The idea of Massive Open Online Courses was a faint one to me coming into this year. I do what I normally do and if something looks interesting and it’s easy to sign up for, I go for it. So when I signed up for Coursera, I didn’t expect to get the kind of benefit I got from it now I’m three courses in with them. It took an interest in electronics to get me started and I don’t know when I’m going to stop.
When Coursera came out with some new classes earlier this year, I took the opportunity to sign up. I browsed the courses a bit and didn’t see anything spectacular. I got email later on with new courses and the Fundamentals of Audio and Music Engineering: Part I Musical Sound & Electronics caught my eye. So I enrolled and kicked of my journey. This was June 3rd. While I was there I notices both the Songwriting class and the Introduction Into Music Production class. So I enrolled for those guys as well because it started right after the Audio and Music class.
So let me start there. I didn’t think it would be as challenging as it ended up being. It was the teacher’s first foray into MOOCs and it showed. I give them the credit for trying to squeeze the basics of circuit analysis and the physics of sound. The goal was to be able to understand how sound works through electronics. I even ordered the amplifier kit they showed off during the course. But I believe the undersold the amount of background truly needed.
They mentioned some high school algebra and trigonometry as background for the course. Really, you needed at least calculus and a greater understanding of trigonometry. The math was the hardest part. The notes were kind of off and the responsiveness of the teachers left me wanting more, but my main issue was that I had to spend double the time outside to get caught up. I did well enough to pass and it did help to identify gaps of my knowledge if I wanted to pursue this kind of hobby. I wasn’t alone, however, in my struggles and the levels of expertise that classmates had in this course (great to very small) left the discussion forums as a fairly volatile place.
It was a tough first ever course and I almost stopped after I completed it. But I forged on to the Songwriting and Introduction to Music Production classes, as they were going on at the same time. This was much more professional. It’s mainly because the Berklee College of Music has been doing this online education stuff already and the switch offer a MOOC was rather painless for them. I had great fun and learned alot taking both courses.

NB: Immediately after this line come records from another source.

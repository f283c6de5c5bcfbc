//! Stream, batching and reclamation settings
//!
//! These three sections together describe how events move from the stream
//! into batches:
//!
//! ```toml
//! [stream]
//! key = "install_events_stream"
//! group = "install_events_consumer_group"
//! consumer = "worker-a"
//! max_len = 100000
//! read_count = 10
//! read_block = "1s"
//!
//! [batch]
//! size = 100
//! flush_interval = "5s"
//!
//! [reclaim]
//! enabled = true
//! min_idle = "60s"
//! interval = "30s"
//! count = 100
//! ```

use std::time::Duration;

use serde::Deserialize;

/// Stream names and read behaviour
#[derive(Debug, Clone, Deserialize)]
#[serde(default)]
pub struct StreamConfig {
    /// Stream key
    /// Default: install_events_stream
    pub key: String,

    /// Consumer group
    /// Default: install_events_consumer_group
    pub group: String,

    /// Consumer name; must be unique per running worker
    /// Default: install_events_consumer
    pub consumer: String,

    /// Approximate cap on retained entries (0 = unbounded)
    /// Default: 100000
    pub max_len: usize,

    /// Entries requested per read
    /// Default: 10
    pub read_count: usize,

    /// Longest a read blocks waiting for entries
    /// Default: 1s
    #[serde(with = "humantime_serde")]
    pub read_block: Duration,

    /// Pause after a failed read
    /// Default: 500ms
    #[serde(with = "humantime_serde")]
    pub error_backoff: Duration,
}

impl Default for StreamConfig {
    fn default() -> Self {
        Self {
            key: "install_events_stream".into(),
            group: "install_events_consumer_group".into(),
            consumer: "install_events_consumer".into(),
            max_len: 100_000,
            read_count: 10,
            read_block: Duration::from_secs(1),
            error_backoff: Duration::from_millis(500),
        }
    }
}

/// Flush triggers
#[derive(Debug, Clone, Deserialize)]
#[serde(default)]
pub struct BatchConfig {
    /// Events per batch
    /// Default: 100
    pub size: usize,

    /// Flush a non-empty batch at least this often
    /// Default: 5s
    #[serde(with = "humantime_serde")]
    pub flush_interval: Duration,
}

impl Default for BatchConfig {
    fn default() -> Self {
        Self {
            size: 100,
            flush_interval: Duration::from_secs(5),
        }
    }
}

/// Takeover of entries left pending by dead consumers
#[derive(Debug, Clone, Deserialize)]
#[serde(default)]
pub struct ReclaimConfig {
    /// Default: true
    pub enabled: bool,

    /// Entries pending this long are taken over
    /// Default: 60s
    #[serde(with = "humantime_serde")]
    pub min_idle: Duration,

    /// How often to look for idle entries
    /// Default: 30s
    #[serde(with = "humantime_serde")]
    pub interval: Duration,

    /// Entries taken over per attempt
    /// Default: 100
    pub count: usize,

    /// Reclaimed entries delivered more often than this are acked and dropped
    /// Default: 5
    pub max_deliveries: u32,
}

impl Default for ReclaimConfig {
    fn default() -> Self {
        Self {
            enabled: true,
            min_idle: Duration::from_secs(60),
            interval: Duration::from_secs(30),
            count: 100,
            max_deliveries: 5,
        }
    }
}
//! ClickHouse destination configuration

use serde::Deserialize;

/// ClickHouse server receiving flushed batches
///
/// # Example
///
/// ```toml
/// [clickhouse]
/// url = "http://clickhouse:8123"
/// database = "analytics"
/// username = "writer"
/// password = "secret"
/// table = "install_events"
/// ```
#[derive(Debug, Clone, Deserialize)]
#[serde(default)]
pub struct ClickHouseConfig {
    /// HTTP endpoint
    /// Default: http://localhost:8123
    pub url: String,

    /// Default: default
    pub database: String,

    /// Optional username
    pub username: Option<String>,

    /// Optional password
    pub password: Option<String>,

    /// Destination table
    /// Default: install_events
    pub table: String,
}

impl Default for ClickHouseConfig {
    fn default() -> Self {
        Self {
            url: "http://localhost:8123".into(),
            database: "default".into(),
            username: None,
            password: None,
            table: "install_events".into(),
        }
    }
}
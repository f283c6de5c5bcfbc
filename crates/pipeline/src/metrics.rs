//! Pipeline metrics
//!
//! Atomic counters for the producer and the consumer loop. All operations
//! use relaxed ordering; values are eventually consistent, not real-time.

use std::sync::atomic::{AtomicU64, Ordering};

// =============================================================================
// Producer
// =============================================================================

/// Counters for `Producer::create` and `Producer::create_batch`
#[derive(Debug, Default)]
pub struct ProducerMetrics {
    /// Entries appended to the stream
    events_enqueued: AtomicU64,

    /// Events dropped before append (empty id, encode failure)
    events_skipped: AtomicU64,

    /// Events whose append failed (per entry or whole round trip)
    enqueue_failures: AtomicU64,
}

impl ProducerMetrics {
    #[inline]
    pub const fn new() -> Self {
        Self {
            events_enqueued: AtomicU64::new(0),
            events_skipped: AtomicU64::new(0),
            enqueue_failures: AtomicU64::new(0),
        }
    }

    #[inline]
    pub fn record_enqueued(&self, count: u64) {
        self.events_enqueued.fetch_add(count, Ordering::Relaxed);
    }

    #[inline]
    pub fn record_skipped(&self) {
        self.events_skipped.fetch_add(1, Ordering::Relaxed);
    }

    #[inline]
    pub fn record_enqueue_failures(&self, count: u64) {
        self.enqueue_failures.fetch_add(count, Ordering::Relaxed);
    }

    pub fn snapshot(&self) -> ProducerMetricsSnapshot {
        ProducerMetricsSnapshot {
            events_enqueued: self.events_enqueued.load(Ordering::Relaxed),
            events_skipped: self.events_skipped.load(Ordering::Relaxed),
            enqueue_failures: self.enqueue_failures.load(Ordering::Relaxed),
        }
    }
}

/// Point-in-time copy of [`ProducerMetrics`]
#[derive(Debug, Clone, Copy, Default, PartialEq, Eq)]
pub struct ProducerMetricsSnapshot {
    pub events_enqueued: u64,
    pub events_skipped: u64,
    pub enqueue_failures: u64,
}

// =============================================================================
// Consumer
// =============================================================================

/// Counters for the consumer loop
#[derive(Debug, Default)]
pub struct ConsumerMetrics {
    /// Entries delivered by group reads
    entries_claimed: AtomicU64,

    /// Entries taken over from idle consumers
    entries_reclaimed: AtomicU64,

    /// Entries dropped (and acked) because they failed to decode
    decode_errors: AtomicU64,

    /// Reclaimed entries dropped (and acked) past the delivery limit
    entries_dropped: AtomicU64,

    /// Successful sink writes
    batches_flushed: AtomicU64,

    /// Events in successful sink writes
    events_flushed: AtomicU64,

    /// Failed sink writes (batch left pending)
    flush_failures: AtomicU64,

    /// Successful acknowledgments
    acks: AtomicU64,

    /// Failed acknowledgments
    ack_failures: AtomicU64,

    /// Failed group reads or reclaim attempts
    read_errors: AtomicU64,
}

impl ConsumerMetrics {
    #[inline]
    pub const fn new() -> Self {
        Self {
            entries_claimed: AtomicU64::new(0),
            entries_reclaimed: AtomicU64::new(0),
            decode_errors: AtomicU64::new(0),
            entries_dropped: AtomicU64::new(0),
            batches_flushed: AtomicU64::new(0),
            events_flushed: AtomicU64::new(0),
            flush_failures: AtomicU64::new(0),
            acks: AtomicU64::new(0),
            ack_failures: AtomicU64::new(0),
            read_errors: AtomicU64::new(0),
        }
    }

    #[inline]
    pub fn record_claimed(&self, count: u64) {
        self.entries_claimed.fetch_add(count, Ordering::Relaxed);
    }

    #[inline]
    pub fn record_reclaimed(&self, count: u64) {
        self.entries_reclaimed.fetch_add(count, Ordering::Relaxed);
    }

    #[inline]
    pub fn record_decode_error(&self) {
        self.decode_errors.fetch_add(1, Ordering::Relaxed);
    }

    #[inline]
    pub fn record_dropped(&self) {
        self.entries_dropped.fetch_add(1, Ordering::Relaxed);
    }

    #[inline]
    pub fn record_flushed(&self, events: u64) {
        self.batches_flushed.fetch_add(1, Ordering::Relaxed);
        self.events_flushed.fetch_add(events, Ordering::Relaxed);
    }

    #[inline]
    pub fn record_flush_failure(&self) {
        self.flush_failures.fetch_add(1, Ordering::Relaxed);
    }

    #[inline]
    pub fn record_ack(&self) {
        self.acks.fetch_add(1, Ordering::Relaxed);
    }

    #[inline]
    pub fn record_ack_failure(&self) {
        self.ack_failures.fetch_add(1, Ordering::Relaxed);
    }

    #[inline]
    pub fn record_read_error(&self) {
        self.read_errors.fetch_add(1, Ordering::Relaxed);
    }

    pub fn snapshot(&self) -> ConsumerMetricsSnapshot {
        ConsumerMetricsSnapshot {
            entries_claimed: self.entries_claimed.load(Ordering::Relaxed),
            entries_reclaimed: self.entries_reclaimed.load(Ordering::Relaxed),
            decode_errors: self.decode_errors.load(Ordering::Relaxed),
            entries_dropped: self.entries_dropped.load(Ordering::Relaxed),
            batches_flushed: self.batches_flushed.load(Ordering::Relaxed),
            events_flushed: self.events_flushed.load(Ordering::Relaxed),
            flush_failures: self.flush_failures.load(Ordering::Relaxed),
            acks: self.acks.load(Ordering::Relaxed),
            ack_failures: self.ack_failures.load(Ordering::Relaxed),
            read_errors: self.read_errors.load(Ordering::Relaxed),
        }
    }
}

/// Point-in-time copy of [`ConsumerMetrics`]
#[derive(Debug, Clone, Copy, Default, PartialEq, Eq)]
pub struct ConsumerMetricsSnapshot {
    pub entries_claimed: u64,
    pub entries_reclaimed: u64,
    pub decode_errors: u64,
    pub entries_dropped: u64,
    pub batches_flushed: u64,
    pub events_flushed: u64,
    pub flush_failures: u64,
    pub acks: u64,
    pub ack_failures: u64,
    pub read_errors: u64,
}
//! Tally - Sinks
//!
//! Writers that persist batches of install events into an analytical store.
//!
//! # Contract
//!
//! A sink receives the full ordered batch in one `write_batch` call. The call
//! is all-or-nothing from the caller's point of view: an `Err` means none of
//! the batch may be assumed persisted, even if the store physically kept
//! some rows. An empty batch is a successful no-op.
//!
//! ```text
//! [Consumer Loop] --&[InstallEvent]--> [SinkWriter] --> [Destination]
//! ```
//!
//! # Available Sinks
//!
//! | Sink | Purpose |
//! |------|---------|
//! | `clickhouse` | Columnar analytics table (`install_events`) |
//! | `memory` | Keeps batches in memory (tests, dry runs) |

/// ClickHouse sink - columnar analytics database
pub mod clickhouse;

/// Memory sink - records batches in process
pub mod memory;

/// Common types shared by all sinks (errors, metrics)
mod common;

/// The sink writer trait
mod traits;

pub use common::{MetricsSnapshot, SinkError, SinkMetrics};
pub use traits::SinkWriter;

pub use clickhouse::{ClickHouseConfig, ClickHouseWriter, InstallEventRow};
pub use memory::{MemorySink, WrittenBatch};
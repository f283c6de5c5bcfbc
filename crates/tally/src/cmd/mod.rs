//! Command implementations for the Tally CLI
//!
//! Shared plumbing lives here: locating the config file and turning its
//! sections into the pipeline, stream and sink settings each command needs.

pub mod enqueue;
pub mod status;
pub mod worker;

use std::path::{Path, PathBuf};
use std::sync::Arc;

use anyhow::{Context, Result};
use tally_config::Config;
use tally_pipeline::{PipelineConfig, ReclaimConfig};
use tally_sinks::ClickHouseConfig;
use tally_stream::{DurableStream, RedisStream};

/// Paths tried, in order, when `--config` is not given
const DEFAULT_CONFIG_PATHS: &[&str] = &["configs/tally.toml", "tally.toml"];

/// Load configuration
///
/// An explicit path must exist. Without one, the first default path that
/// exists is used, falling back to built-in defaults.
pub fn load_config(path: Option<&Path>) -> Result<Config> {
    if let Some(path) = path {
        if !path.exists() {
            anyhow::bail!("config file not found: {}", path.display());
        }
        return Config::from_file(path).context("failed to load configuration");
    }

    for candidate in DEFAULT_CONFIG_PATHS.iter().map(PathBuf::from) {
        if candidate.exists() {
            return Config::from_file(&candidate).context("failed to load configuration");
        }
    }

    Ok(Config::default())
}

/// Pipeline settings from the `[stream]`, `[batch]` and `[reclaim]` sections
pub fn pipeline_config(config: &Config) -> PipelineConfig {
    let stream = &config.stream;
    let pipeline = PipelineConfig::default()
        .with_stream_key(stream.key.as_str())
        .with_group(stream.group.as_str())
        .with_consumer(stream.consumer.as_str())
        .with_max_len(stream.max_len)
        .with_read_count(stream.read_count)
        .with_read_block(stream.read_block)
        .with_error_backoff(stream.error_backoff)
        .with_batch_size(config.batch.size)
        .with_flush_interval(config.batch.flush_interval);

    let reclaim = &config.reclaim;
    if reclaim.enabled {
        pipeline.with_reclaim(ReclaimConfig {
            min_idle: reclaim.min_idle,
            interval: reclaim.interval,
            count: reclaim.count,
            max_deliveries: reclaim.max_deliveries,
        })
    } else {
        pipeline.without_reclaim()
    }
}

/// ClickHouse writer settings from the `[clickhouse]` section
pub fn clickhouse_config(config: &Config) -> ClickHouseConfig {
    let section = &config.clickhouse;
    let mut clickhouse = ClickHouseConfig::default()
        .with_url(section.url.as_str())
        .with_database(section.database.as_str())
        .with_table(section.table.as_str());
    clickhouse.username = section.username.clone();
    clickhouse.password = section.password.clone();
    clickhouse
}

/// Connect to the Redis stream named in `[redis]`
pub async fn connect_stream(config: &Config) -> Result<Arc<dyn DurableStream>> {
    // The URL may carry a password, so it is not included in the error
    let stream = RedisStream::connect(&config.redis.url)
        .await
        .context("failed to connect to Redis")?;
    Ok(Arc::new(stream))
}
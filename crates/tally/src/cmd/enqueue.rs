//! Enqueue command - push JSON-lines install events onto the stream
//!
//! Each non-blank line is one encoded `InstallEvent`. Lines that fail to
//! decode are logged and skipped; the rest go through the producer in
//! pipelined chunks.
//!
//! # Usage
//!
//! ```bash
//! tally enqueue events.jsonl
//! cat events.jsonl | tally enqueue - --chunk-size 1000
//! ```

use std::path::PathBuf;

use anyhow::{Context, Result};
use clap::Args;
use tokio::io::{AsyncBufRead, AsyncBufReadExt, BufReader};
use tracing::{info, warn};

use tally_config::Config;
use tally_pipeline::Producer;
use tally_protocol::{InstallEvent, decode};

/// Enqueue command arguments
#[derive(Args, Debug)]
pub struct EnqueueArgs {
    /// JSON-lines file of install events ("-" reads stdin)
    #[arg(value_name = "FILE")]
    pub file: PathBuf,

    /// Events per pipelined append
    #[arg(long, default_value_t = 500)]
    pub chunk_size: usize,
}

/// Line-level outcome of one enqueue run
#[derive(Debug, Default, PartialEq, Eq)]
struct EnqueueSummary {
    lines: usize,
    unparsable: usize,
    chunks: usize,
}

/// Run the enqueue command
pub async fn run(args: EnqueueArgs, config: Config) -> Result<()> {
    if args.chunk_size == 0 {
        anyhow::bail!("--chunk-size must be at least 1");
    }

    let stream = super::connect_stream(&config).await?;
    let producer = Producer::new(stream, &super::pipeline_config(&config));

    let summary = if args.file.as_os_str() == "-" {
        enqueue_lines(BufReader::new(tokio::io::stdin()), &producer, args.chunk_size).await?
    } else {
        let file = tokio::fs::File::open(&args.file)
            .await
            .with_context(|| format!("failed to open {}", args.file.display()))?;
        enqueue_lines(BufReader::new(file), &producer, args.chunk_size).await?
    };

    let metrics = producer.metrics().snapshot();
    info!(
        lines = summary.lines,
        unparsable = summary.unparsable,
        chunks = summary.chunks,
        enqueued = metrics.events_enqueued,
        skipped = metrics.events_skipped,
        failed = metrics.enqueue_failures,
        "enqueue complete"
    );
    Ok(())
}

async fn enqueue_lines<R>(
    reader: R,
    producer: &Producer,
    chunk_size: usize,
) -> Result<EnqueueSummary>
where
    R: AsyncBufRead + Unpin,
{
    let mut summary = EnqueueSummary::default();
    let mut chunk: Vec<InstallEvent> = Vec::with_capacity(chunk_size);
    let mut lines = reader.lines();

    while let Some(line) = lines.next_line().await.context("failed to read input")? {
        summary.lines += 1;
        let line = line.trim();
        if line.is_empty() {
            continue;
        }

        match decode(line.as_bytes()) {
            Ok(event) => chunk.push(event),
            Err(e) => {
                warn!(line = summary.lines, error = %e, "skipping unparsable event");
                summary.unparsable += 1;
                continue;
            }
        }

        if chunk.len() == chunk_size {
            send_chunk(producer, &chunk).await?;
            summary.chunks += 1;
            chunk.clear();
        }
    }

    if !chunk.is_empty() {
        send_chunk(producer, &chunk).await?;
        summary.chunks += 1;
    }

    Ok(summary)
}

async fn send_chunk(producer: &Producer, chunk: &[InstallEvent]) -> Result<()> {
    producer
        .create_batch(chunk)
        .await
        .with_context(|| format!("failed to enqueue chunk of {} events", chunk.len()))
}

The songwriting class was a treat because it was something completely foreign to me and the instructor made it fun. The six week course allowed for gaps of knowledge but presented a finite number of progressive steps to build a songwriting tool set. The challenge here was the peer reviews. I’ve never done them but most art students live and die by them. So having to review others work was hard at first. I got used to it. And now I can pen a song for anyone who’s looking for some marginally organized sheetwork.
The music production class was in my wheelhouse already. I have a couple of DAWs and produced some tunes that you can find on my SoundCloud page. But I did not fully understand the DAW stack as well as some of the fundamentals around music production and even synthesis. So while I knew some stuff, this course filled gaps for other stuff. The challenge here though was teaching others on what I’ve learned. It was a different way of peer review, but it gave me a chance to show my chops, as well as do some video tutorials. This class was so much fun.
So what was my takeaway for all of this? I’m sitting here in September and reflecting on Coursera’s usefulness. I liked that I rounded out my basic music production knowledge. The songwriting class opened up new doors. The audio and music engineering class kicked my ass. So here’s some advice for others thinking about going down this route:
- Pick something halfway challenging to get a feel for how the online course structure works. That first one was burtal and soured me almost to the point of quitting. I knew the others weren’t as bad but it did not start out as well. It was the instructors first time with this too and I think they should’ve heeded that advice as well.
- Make sure you have about 10 hours a week to devote. This can vary depending on how much you know, but you will lose time from other projects doing this. I know I missed it but I feel like I can do my other projects better now because of it.
- Find what style works for you best. Coursera goes with a hard schedule for their online education. That’s fine for me but I’m feeling like something at my own pace works better for my schedule. That’s why I’m eyeballing Udacity right now.
- Try not to take it too seriously. It’s free and it’s online and you can gain alot from it. The scores kind of throw people off but you can usually retake items and it’s more about growing your knowledge and not reaching a bar. The problem with the audio and music engineering class was that there were some professionals in that field taking the course to keep things sharp and some of them were way too snarky for others. It led to bad times.
- Practice after you get finished with the course. You have the tools. You have the power. Bust out after the course is over and keep it going.
- Have fun. It can be real fun learning something new and you will start to get addicted to it. I already have some things doing the pike that I want to hit up. With this online nature of courses, I can come back and rock out whenever I want.
MOOCs can be fun and I’m glad they are around. I’m not as hard up on them like some non American types but I think that’s because the MOOCs are being used to actually replace education not found overseas. It’s all a part of the melting pot that we swim in online. So if you can handle some language barriers, you should be good to go. I know I am. I’ll see you on the MOOCs!